Your assignment: Every line of the records below that holds the word "SymbolOrigin" should be copied out.

(Dataset entries)
|---|

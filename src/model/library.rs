//! Declarations of referenced, compiled libraries
//!
//! Library metadata is supplied as a JSON manifest:
//!
//! ```json
//! {
//!   "name": "TestLibrary",
//!   "types": [
//!     {
//!       "name": "TestLibrary.TestClass",
//!       "base": "TestLibrary.BaseTestClass",
//!       "properties": [ { "name": "TestProperty", "type": "string" } ]
//!     }
//!   ]
//! }
//! ```
//!
//! Property entries default to public, instance, readable and writable.

use std::fs;
use std::path::Path;

use serde::{Deserialize, Serialize};

use super::{SymbolSource, TypeTable};
use crate::error::{Result, XamlGenError};
use crate::schema::{
    Accessibility, ClassDeclaration, MemberDeclaration, SymbolOrigin, TypeDescriptor, TypeKind,
};

/// Top-level manifest document
#[derive(Debug, Clone, Default, Serialize, Deserialize)]
pub struct LibraryManifest {
    pub name: String,

    #[serde(default)]
    pub types: Vec<ManifestType>,
}

/// One type exported by a library
#[derive(Debug, Clone, Default, Serialize, Deserialize)]
pub struct ManifestType {
    /// Namespace-qualified name
    pub name: String,

    #[serde(default)]
    pub kind: TypeKind,

    #[serde(default, skip_serializing_if = "Option::is_none")]
    pub base: Option<String>,

    #[serde(default)]
    pub properties: Vec<ManifestProperty>,
}

/// One property of a library type
#[derive(Debug, Clone, Serialize, Deserialize)]
pub struct ManifestProperty {
    pub name: String,

    #[serde(rename = "type")]
    pub ty: String,

    #[serde(default = "default_accessibility")]
    pub accessibility: Accessibility,

    #[serde(default)]
    pub is_static: bool,

    #[serde(default = "default_true")]
    pub has_getter: bool,

    #[serde(default = "default_true")]
    pub has_setter: bool,

    #[serde(default)]
    pub attributes: Vec<String>,
}

fn default_accessibility() -> Accessibility {
    Accessibility::Public
}

fn default_true() -> bool {
    true
}

impl From<ManifestType> for ClassDeclaration {
    fn from(ty: ManifestType) -> Self {
        let name = TypeDescriptor::parse(&ty.name).simple_name().to_string();
        Self {
            name,
            full_name: ty.name,
            kind: ty.kind,
            members: ty
                .properties
                .into_iter()
                .map(|p| MemberDeclaration {
                    name: p.name,
                    ty: TypeDescriptor::parse(&p.ty),
                    accessibility: p.accessibility,
                    is_static: p.is_static,
                    is_read_only: !p.has_setter,
                    has_getter: p.has_getter,
                    attributes: p.attributes,
                    span: None,
                })
                .collect(),
            bases: ty.base.iter().map(|b| TypeDescriptor::parse(b)).collect(),
            span: None,
            origin: SymbolOrigin::Library,
        }
    }
}

/// Index over the types of one library manifest
#[derive(Debug, Clone)]
pub struct LibraryIndex {
    name: String,
    types: Vec<ClassDeclaration>,
    table: TypeTable,
}

impl LibraryIndex {
    /// Load a manifest from disk
    pub fn load(path: impl AsRef<Path>) -> Result<Self> {
        let path = path.as_ref();
        let content = fs::read_to_string(path).map_err(|e| XamlGenError::LibraryLoad {
            path: path.to_path_buf(),
            message: e.to_string(),
        })?;
        let manifest: LibraryManifest =
            serde_json::from_str(&content).map_err(|e| XamlGenError::LibraryLoad {
                path: path.to_path_buf(),
                message: e.to_string(),
            })?;
        Ok(Self::from_manifest(manifest))
    }

    /// Parse a manifest from a JSON string
    pub fn from_json(label: &str, json: &str) -> Result<Self> {
        let manifest: LibraryManifest =
            serde_json::from_str(json).map_err(|e| XamlGenError::LibraryLoad {
                path: label.into(),
                message: e.to_string(),
            })?;
        Ok(Self::from_manifest(manifest))
    }

    pub fn from_manifest(manifest: LibraryManifest) -> Self {
        let types: Vec<ClassDeclaration> = manifest.types.into_iter().map(Into::into).collect();
        tracing::debug!("library {} provides {} types", manifest.name, types.len());
        Self {
            name: manifest.name,
            table: TypeTable::build(&types),
            types,
        }
    }

    pub fn name(&self) -> &str {
        &self.name
    }

    pub fn types(&self) -> &[ClassDeclaration] {
        &self.types
    }
}

impl SymbolSource for LibraryIndex {
    fn source_name(&self) -> &str {
        &self.name
    }

    fn declarations(&self) -> Box<dyn Iterator<Item = &ClassDeclaration> + '_> {
        Box::new(self.types.iter())
    }

    fn lookup_full_name(&self, full_name: &str) -> Option<&ClassDeclaration> {
        self.table.find_full_name(full_name).map(|idx| &self.types[idx])
    }

    fn lookup(&self, name: &str) -> Option<&ClassDeclaration> {
        self.table.find(name).map(|idx| &self.types[idx])
    }
}
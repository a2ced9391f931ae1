//! C# declaration detector
//!
//! Builds the language-agnostic symbol model from a C# syntax tree.
//!
//! # Supported Constructs
//!
//! - **Types**: class_declaration, record_declaration, struct_declaration,
//!   interface_declaration (nested types included)
//! - **Namespaces**: block-scoped and file-scoped
//! - **Members**: property_declaration (accessor lists and expression
//!   bodies), record primary constructor parameters
//! - **Metadata**: modifiers, attribute lists, base lists

use tree_sitter::{Node, Tree};

use crate::detectors::common::{children_of_kind, field_text, first_child_of_kind, get_node_text};
use crate::detectors::grammar::{DeclarationGrammar, CSHARP_GRAMMAR};
use crate::schema::{
    Accessibility, ClassDeclaration, MemberDeclaration, Span, SymbolOrigin, TypeDescriptor,
    TypeKind,
};

/// Extract all type declarations of a C# source file, outer types first
pub fn extract_types(source: &str, tree: &Tree, origin: SymbolOrigin) -> Vec<ClassDeclaration> {
    let mut extractor = Extractor {
        source,
        grammar: &CSHARP_GRAMMAR,
        origin,
        types: Vec::new(),
    };
    extractor.walk_container(&tree.root_node(), "");
    extractor.types
}

struct Extractor<'a> {
    source: &'a str,
    grammar: &'static DeclarationGrammar,
    origin: SymbolOrigin,
    types: Vec<ClassDeclaration>,
}

impl Extractor<'_> {
    fn walk_container(&mut self, node: &Node, prefix: &str) {
        let mut scoped_prefix = prefix.to_string();

        let mut cursor = node.walk();
        let children: Vec<Node> = node.named_children(&mut cursor).collect();
        for child in children {
            let kind = child.kind();

            if self.grammar.namespace_nodes.contains(&kind) {
                let ns = qualify(&scoped_prefix, &self.name_of(&child));
                if let Some(body) = first_child_of_kind(&child, self.grammar.body_nodes) {
                    self.walk_container(&body, &ns);
                }
            } else if self.grammar.file_scoped_namespace_nodes.contains(&kind) {
                // Applies to the following siblings; some grammar versions nest them instead
                scoped_prefix = qualify(prefix, &self.name_of(&child));
                self.walk_container(&child, &scoped_prefix);
            } else if let Some(type_kind) = self.grammar.type_kind(kind) {
                self.extract_type(&child, type_kind, &scoped_prefix);
            } else if child.is_error() || self.grammar.body_nodes.contains(&kind) {
                self.walk_container(&child, &scoped_prefix);
            }
        }
    }

    fn extract_type(&mut self, node: &Node, kind: TypeKind, prefix: &str) {
        let name = self.name_of(node);
        if name.is_empty() {
            return;
        }
        let full_name = qualify(prefix, &name);

        let mut members = Vec::new();
        if node.kind().starts_with("record") {
            members.extend(self.record_parameters(node));
        }

        let body = first_child_of_kind(node, self.grammar.body_nodes);
        if let Some(ref body) = body {
            for property in children_of_kind(body, self.grammar.property_nodes) {
                if let Some(member) = self.extract_property(&property, kind) {
                    members.push(member);
                }
            }
        }

        tracing::trace!("extracted {} with {} members", full_name, members.len());

        self.types.push(ClassDeclaration {
            name,
            full_name: full_name.clone(),
            kind,
            members,
            bases: self.base_types(node),
            span: Some(Span::new(node.start_byte(), node.end_byte())),
            origin: self.origin,
        });

        if let Some(body) = body {
            self.walk_container(&body, &full_name);
        }
    }

    fn extract_property(&self, node: &Node, owner: TypeKind) -> Option<MemberDeclaration> {
        let name = field_text(node, self.grammar.name_field, self.source)?;
        let ty = field_text(node, self.grammar.type_field, self.source)
            .map(|text| TypeDescriptor::parse(&text))
            .unwrap_or_default();

        let modifiers = self.modifiers(node);
        let accessibility = if owner == TypeKind::Interface && !has_access_modifier(&modifiers) {
            Accessibility::Public
        } else {
            Accessibility::from_modifiers(modifiers.iter().map(String::as_str))
        };

        let accessors = self.accessors(node);
        let (has_getter, is_read_only) = if accessors.is_empty() {
            // Expression-bodied property: `public string Title => _title;`
            let expression_bodied =
                first_child_of_kind(node, self.grammar.expression_body_nodes).is_some();
            (expression_bodied, true)
        } else {
            let getter = accessors
                .iter()
                .any(|a| a.keyword == "get" && !a.restricted);
            let setter = accessors
                .iter()
                .any(|a| a.keyword == "set" && !a.restricted);
            (getter, !setter)
        };

        Some(MemberDeclaration {
            name,
            ty,
            accessibility,
            is_static: modifiers.iter().any(|m| m == "static"),
            is_read_only,
            has_getter,
            attributes: self.attributes(node),
            span: Some(Span::new(node.start_byte(), node.end_byte())),
        })
    }

    /// Positional record parameters become public init-only properties
    fn record_parameters(&self, node: &Node) -> Vec<MemberDeclaration> {
        let Some(list) = first_child_of_kind(node, self.grammar.parameter_list_nodes) else {
            return Vec::new();
        };

        children_of_kind(&list, self.grammar.parameter_nodes)
            .iter()
            .filter_map(|param| {
                let name = field_text(param, self.grammar.name_field, self.source)?;
                let ty = field_text(param, self.grammar.type_field, self.source)?;
                Some(MemberDeclaration {
                    name,
                    ty: TypeDescriptor::parse(&ty),
                    accessibility: Accessibility::Public,
                    is_static: false,
                    is_read_only: true,
                    has_getter: true,
                    attributes: self.attributes(param),
                    span: Some(Span::new(param.start_byte(), param.end_byte())),
                })
            })
            .collect()
    }

    fn accessors(&self, node: &Node) -> Vec<Accessor> {
        let Some(list) = first_child_of_kind(node, self.grammar.accessor_list_nodes) else {
            return Vec::new();
        };

        children_of_kind(&list, self.grammar.accessor_nodes)
            .iter()
            .filter_map(|accessor| {
                let keyword = self.accessor_keyword(accessor)?;
                let restricted = self
                    .modifiers(accessor)
                    .iter()
                    .any(|m| matches!(m.as_str(), "private" | "protected" | "internal"));
                Some(Accessor { keyword, restricted })
            })
            .collect()
    }

    fn accessor_keyword(&self, accessor: &Node) -> Option<String> {
        let mut cursor = accessor.walk();
        for child in accessor.children(&mut cursor) {
            if matches!(child.kind(), "get" | "set" | "init") {
                return Some(child.kind().to_string());
            }
        }
        field_text(accessor, self.grammar.name_field, self.source)
    }

    fn modifiers(&self, node: &Node) -> Vec<String> {
        let mut cursor = node.walk();
        node.children(&mut cursor)
            .filter_map(|child| {
                if self.grammar.modifier_nodes.contains(&child.kind()) {
                    Some(get_node_text(&child, self.source).trim().to_string())
                } else if self.grammar.modifier_keywords.contains(&child.kind()) {
                    Some(child.kind().to_string())
                } else {
                    None
                }
            })
            .collect()
    }

    fn attributes(&self, node: &Node) -> Vec<String> {
        children_of_kind(node, self.grammar.attribute_list_nodes)
            .iter()
            .flat_map(|list| children_of_kind(list, self.grammar.attribute_nodes))
            .filter_map(|attr| field_text(&attr, self.grammar.name_field, self.source))
            .collect()
    }

    fn base_types(&self, node: &Node) -> Vec<TypeDescriptor> {
        let Some(list) = first_child_of_kind(node, self.grammar.base_list_nodes) else {
            return Vec::new();
        };

        let mut cursor = list.walk();
        list.named_children(&mut cursor)
            .filter_map(|entry| {
                let ty_node = if self.grammar.base_with_arguments_nodes.contains(&entry.kind()) {
                    entry.named_child(0)?
                } else if entry.kind() == "argument_list" {
                    return None;
                } else {
                    entry
                };
                let text = get_node_text(&ty_node, self.source);
                Some(TypeDescriptor::parse(&text))
            })
            .collect()
    }

    fn name_of(&self, node: &Node) -> String {
        field_text(node, self.grammar.name_field, self.source).unwrap_or_default()
    }
}

struct Accessor {
    keyword: String,
    restricted: bool,
}

fn has_access_modifier(modifiers: &[String]) -> bool {
    modifiers
        .iter()
        .any(|m| matches!(m.as_str(), "public" | "protected" | "private" | "internal"))
}

fn qualify(prefix: &str, name: &str) -> String {
    match (prefix.is_empty(), name.is_empty()) {
        (true, _) => name.to_string(),
        (_, true) => prefix.to_string(),
        _ => format!("{}.{}", prefix, name),
    }
}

|---|

Answer to this problem:
    Accessibility, ClassDeclaration, MemberDeclaration, SymbolOrigin, TypeDescriptor, TypeKind,
            origin: SymbolOrigin::Library,
    Accessibility, ClassDeclaration, MemberDeclaration, Span, SymbolOrigin, TypeDescriptor,
pub fn extract_types(source: &str, tree: &Tree, origin: SymbolOrigin) -> Vec<ClassDeclaration> {
    origin: SymbolOrigin,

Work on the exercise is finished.